** WHAT THIS TASK INVOLVES **
Check each line of the material. Copy those containing "RoundResult".

** DATA **

##############################

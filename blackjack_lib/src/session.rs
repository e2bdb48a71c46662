//! Drives one player's advice session: the live round that feeds the strategy engine and the
//! count that carries across rounds until the shoe is reset.

use crate::betting::{BetAdvice, BettingAdvisor, BettingStrategy};
use crate::count::{CountState, CountTracker, CountingStrategy};
use crate::outcome::{dealer_must_hit, Outcome, RoundStats};
use crate::strategy::{Action, AdviceNote, DecisionStrategy, StrategyEngine};
use crate::{AdvisorError, CardRank, Hand, HandEvaluation, RulesetConfig};
use log::{info, warn};
use serde::Serialize;

/// Most player cards the card picker accepts for one hand.
pub const DEFAULT_MAX_PLAYER_CARDS: usize = 5;

/// Deck sizes offered by the deck picker. Any positive count is accepted.
pub const SUPPORTED_DECK_SIZES: [u32; 5] = [1, 2, 4, 6, 8];

/// A recommendation together with what it was derived from. `action` is always the table's
/// answer, `notes` carry anything the player should know before acting on it.
#[derive(Debug, Clone, PartialEq, Eq, Serialize)]
pub struct Recommendation {
    pub player_cards: Vec<CardRank>,
    pub dealer_up_card: CardRank,
    pub hand: HandEvaluation,
    pub action: Action,
    pub description: String,
    pub busted: bool,
    pub notes: Vec<AdviceNote>,
}

impl Recommendation {
    /// The action that can actually be played: a double after hitting becomes a hit.
    pub fn playable_action(&self) -> Action {
        if self.notes.contains(&AdviceNote::NoDoubleAfterHit) {
            Action::Hit
        } else {
            self.action
        }
    }
}

/// How a settled round ended.
#[derive(Debug, Clone, PartialEq, Serialize)]
pub struct RoundResult {
    pub outcome: Outcome,
    pub player_total: u32,
    pub dealer_cards: Vec<CardRank>,
    pub dealer_total: u32,
    pub bet_advice: BetAdvice,
    pub stats: RoundStats,
}

/// Everything a front end needs to render the current session.
#[derive(Debug, Clone, PartialEq, Serialize)]
pub struct SessionSnapshot {
    pub count: CountState,
    pub true_count: i32,
    pub player_cards: Vec<CardRank>,
    pub dealer_up_card: Option<CardRank>,
    pub recommendation: Option<Recommendation>,
    pub bet_advice: BetAdvice,
    pub stats: RoundStats,
}

/// One advice session. Every card entered through it is observed by the count exactly once.
#[derive(Debug, Clone)]
pub struct AdvisorSession {
    engine: StrategyEngine,
    tracker: CountTracker,
    betting: BettingAdvisor,
    max_player_cards: usize,
    player_cards: Vec<CardRank>,
    dealer_up_card: Option<CardRank>,
    rounds_played: u32,
    stats: RoundStats,
}

impl AdvisorSession {
    /// Associated method for starting a session over `total_decks` decks with the default rules.
    pub fn new(total_decks: i64) -> Result<AdvisorSession, AdvisorError> {
        let tracker = CountTracker::new(total_decks)?;
        warn_unusual_shoe(tracker.total_decks());
        info!("new session over {} deck(s)", tracker.total_decks());
        Ok(AdvisorSession {
            engine: StrategyEngine::default(),
            tracker,
            betting: BettingAdvisor::default(),
            max_player_cards: DEFAULT_MAX_PLAYER_CARDS,
            player_cards: vec![],
            dealer_up_card: None,
            rounds_played: 0,
            stats: RoundStats::default(),
        })
    }

    pub fn ruleset(mut self, ruleset: RulesetConfig) -> Self {
        self.engine = StrategyEngine::new(ruleset);
        self
    }

    pub fn betting(mut self, betting: BettingAdvisor) -> Self {
        self.betting = betting;
        self
    }

    pub fn max_player_cards(mut self, max: usize) -> Self {
        self.max_player_cards = max.max(2);
        self
    }

    pub fn player_cards(&self) -> &[CardRank] {
        &self.player_cards
    }

    pub fn dealer_up_card(&self) -> Option<CardRank> {
        self.dealer_up_card
    }

    pub fn count(&self) -> &CountState {
        self.tracker.state()
    }

    pub fn true_count(&self) -> i32 {
        self.tracker.true_count()
    }

    pub fn rounds_played(&self) -> u32 {
        self.rounds_played
    }

    pub fn stats(&self) -> &RoundStats {
        &self.stats
    }

    pub fn rules(&self) -> RulesetConfig {
        self.engine.ruleset()
    }

    /// Adds a card to the player's hand and counts it. Returns the recommendation once the
    /// hand and the dealer's up card are both known.
    pub fn add_player_card(
        &mut self,
        card: CardRank,
    ) -> Result<Option<Recommendation>, AdvisorError> {
        if self.player_cards.len() >= self.max_player_cards {
            return Err(AdvisorError::HandFull {
                max: self.max_player_cards,
            });
        }
        self.tracker.observe(card);
        self.player_cards.push(card);
        Ok(self.recommendation().ok())
    }

    /// Sets the dealer's up card and counts it. The up card cannot be replaced within a round,
    /// it has already been counted.
    pub fn set_dealer_card(
        &mut self,
        card: CardRank,
    ) -> Result<Option<Recommendation>, AdvisorError> {
        if self.dealer_up_card.is_some() {
            return Err(AdvisorError::DealerCardAlreadySet);
        }
        self.tracker.observe(card);
        self.dealer_up_card = Some(card);
        Ok(self.recommendation().ok())
    }

    pub fn recommendation(&self) -> Result<Recommendation, AdvisorError> {
        if self.player_cards.len() < 2 {
            return Err(AdvisorError::MissingPlayerCards);
        }
        let dealer_up_card = self.dealer_up_card.ok_or(AdvisorError::MissingDealerCard)?;
        let hand = Hand::new(self.player_cards.clone())?;
        let action = self.engine.recommend(&hand, dealer_up_card);
        let busted = hand.is_busted();

        let mut notes = vec![];
        if busted {
            notes.push(AdviceNote::Busted);
        } else {
            if action == Action::Double && hand.cards().len() > 2 {
                notes.push(AdviceNote::NoDoubleAfterHit);
            }
            if dealer_up_card.is_ace() {
                notes.push(AdviceNote::Insurance);
            }
        }

        Ok(Recommendation {
            player_cards: self.player_cards.clone(),
            dealer_up_card,
            hand: hand.evaluation(),
            action,
            description: action.description().to_string(),
            busted,
            notes,
        })
    }

    pub fn bet_advice(&self) -> BetAdvice {
        self.betting.advise(self.tracker.true_count())
    }

    /// Ends the round. `revealed` holds the cards exposed after the player's decision that were not
    /// entered through the hand: the dealer's hole card, dealer draws and other players' cards.
    /// Returns the bet advice for the next round.
    pub fn finish_round(&mut self, revealed: &[CardRank]) -> BetAdvice {
        self.close_round(revealed)
    }

    /// Ends the round and settles the hand. `dealer_cards` are the dealer's hole card and draws,
    /// `revealed` any other cards exposed during the round. Nothing is counted unless the dealer's
    /// hand, with the up card, is complete under the table's soft 17 rule.
    pub fn settle_round(
        &mut self,
        dealer_cards: &[CardRank],
        revealed: &[CardRank],
    ) -> Result<RoundResult, AdvisorError> {
        if self.player_cards.len() < 2 {
            return Err(AdvisorError::MissingPlayerCards);
        }
        let up_card = self.dealer_up_card.ok_or(AdvisorError::MissingDealerCard)?;
        let player = Hand::new(self.player_cards.clone())?;

        let mut dealer = Hand::new(vec![up_card])?;
        for card in dealer_cards {
            dealer.add_card(*card);
        }
        if dealer_must_hit(&dealer, &self.engine.ruleset()) {
            return Err(AdvisorError::DealerHandIncomplete {
                total: dealer.total(),
            });
        }

        let outcome = Outcome::settle(&player, &dealer);
        self.stats.record(outcome);
        info!("hand {} against dealer {}: {}", player, dealer, outcome);

        let mut exposed = dealer_cards.to_vec();
        exposed.extend_from_slice(revealed);
        let bet_advice = self.close_round(&exposed);
        Ok(RoundResult {
            outcome,
            player_total: player.total(),
            dealer_cards: dealer.cards().to_vec(),
            dealer_total: dealer.total(),
            bet_advice,
            stats: self.stats,
        })
    }

    fn close_round(&mut self, revealed: &[CardRank]) -> BetAdvice {
        for card in revealed {
            self.tracker.observe(*card);
        }
        self.clear_hand();
        self.rounds_played += 1;
        let advice = self.bet_advice();
        info!(
            "round {} finished: running count {}, true count {}, {:?} x{}",
            self.rounds_played,
            self.tracker.running_count(),
            self.tracker.true_count(),
            advice.action,
            advice.multiplier
        );
        advice
    }

    /// Drops the live hand without touching the count, the cards stay counted.
    pub fn clear_hand(&mut self) {
        self.player_cards.clear();
        self.dealer_up_card = None;
    }

    /// New shoe of the same size.
    pub fn reset_count(&mut self) {
        self.tracker.restart();
        self.clear_hand();
        info!("count reset for {} deck(s)", self.tracker.total_decks());
    }

    /// New shoe of a different size.
    pub fn change_decks(&mut self, total_decks: i64) -> Result<(), AdvisorError> {
        self.tracker.reset(total_decks)?;
        warn_unusual_shoe(self.tracker.total_decks());
        self.clear_hand();
        info!("deck size changed to {}", self.tracker.total_decks());
        Ok(())
    }

    pub fn snapshot(&self) -> SessionSnapshot {
        SessionSnapshot {
            count: *self.tracker.state(),
            true_count: self.tracker.true_count(),
            player_cards: self.player_cards.clone(),
            dealer_up_card: self.dealer_up_card,
            recommendation: self.recommendation().ok(),
            bet_advice: self.bet_advice(),
            stats: self.stats,
        }
    }
}

fn warn_unusual_shoe(total_decks: u32) {
    if !SUPPORTED_DECK_SIZES.contains(&total_decks) {
        warn!("{} deck(s) is not a standard shoe size", total_decks);
    }
}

##############################

** RESULT OF THIS TASK **
pub struct RoundResult {
    ) -> Result<RoundResult, AdvisorError> {
        Ok(RoundResult {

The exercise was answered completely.